O Ministério Público do Estado do Piauí (MPPI) ingressou com várias ações cíveis públicas visando a regularização dos estoques de medicamentos. De 2018 até o momento, foram sete ações. O promotor de saúde Eny Pontes relata que, após diligências na farmácia no ano passado, mais precisamente no mês de abril, foi constatado que 57 medicamentos estavam em falta. E que apesar de receber sentenças favoráveis das ações, o governo do Estado optou por recorrer das decisões judiciais ao invés de recompor o estoque desses medicamentos.
“Diante desse cenário eu resolvi entrar com ações cíveis públicas por falta de medicamentos. Ao todo foram sete. Dessas, nós tivemos liminares concedidas e sentenças favoráveis, mas o governo do Estado apelou sob seus argumentos de que não tinha medicamentos em falta, e que o que estavam em falta era por conta da pandemia e da dificuldade dos fornecedores de entregar esses medicamentos. É uma situação muito grave e o governo do Estado tem que cumprir o seu papel e fornecer os medicamentos a quem precisa “, relatou o promotor de saúde do MPPI.
Eny Pontes aponta a falta de pagamento dos fornecedores como a principal causa da falta de medicamentos na farmácia e pontua que solicitou há um mês a relação completa do estoque de medicamentos da Farmácia do Povo, mas que não teve retorno. Por isso, uma audiência pública será realizada para que essa relação seja apresentada.

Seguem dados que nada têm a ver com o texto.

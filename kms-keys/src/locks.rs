//! Striped async locks keyed by tenant and name
// Copyright 2025 Francisco F. Pinochet
//
// Licensed under the Apache License, Version 2.0 (the "License");
// you may not use this file except in compliance with the License.
// You may obtain a copy of the License at
//
//     http://www.apache.org/licenses/LICENSE-2.0
//
// Unless required by applicable law or agreed to in writing, software
// distributed under the License is distributed on an "AS IS" BASIS,
// WITHOUT WARRANTIES OR CONDITIONS OF ANY KIND, either express or implied.
// See the License for the specific language governing permissions and
// limitations under the License.


use std::collections::hash_map::DefaultHasher;
use std::hash::{Hash, Hasher};
use tokio::sync::{Mutex, MutexGuard};

pub(crate) const DEFAULT_STRIPES: usize = 64;

/// Fixed set of mutexes; a `(tenant, name)` pair always maps to the same one.
///
/// Unrelated names may share a stripe, so a holder must never take a second
/// lock from the same set.
pub(crate) struct KeyLocks {
    stripes: Vec<Mutex<()>>,
}

impl KeyLocks {
    pub(crate) fn new(stripes: usize) -> Self {
        Self {
            stripes: (0..stripes.max(1)).map(|_| Mutex::new(())).collect(),
        }
    }

    fn stripe(&self, tenant_id: &str, name: &str) -> usize {
        let mut hasher = DefaultHasher::new();
        (tenant_id, name).hash(&mut hasher);
        (hasher.finish() % self.stripes.len() as u64) as usize
    }

    pub(crate) async fn lock(&self, tenant_id: &str, name: &str) -> MutexGuard<'_, ()> {
        self.stripes[self.stripe(tenant_id, name)].lock().await
    }
}

impl Default for KeyLocks {
    fn default() -> Self {
        Self::new(DEFAULT_STRIPES)
    }
}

“O excesso de burocracia para realização das compras e a falta de pagamento dos fornecedores levam à situação de falta de medicamentos da Farmácia do Povo. Alguns fornecedores entraram em contato com a promotoria relatando o não pagamento das faturas dos medicamentos que foram vendidos ao Estado. Além disso, devido a omissão da administração da Farmácia, marcamos uma audiência para que a diretora da farmácia apresente toda a relação atualizada dos medicamentos em estoque, para que com base nesse extrato possamos tomar alguma providência dentro das sete ações públicas que nós temos”, concluiu Pontes.
Enquanto o Governo do Estado busca justificativas e recorre em esferas judiciais para tentar explicar a falta de medicamentos na Farmácia do Povo, a população que precisa de medicamentos de uso contínuo para realizar tratamentos de saúde fica cada vez mais desassistida, e na maioria das vezes, sem alternativas para solucionar um problema de responsabilidade do Estado.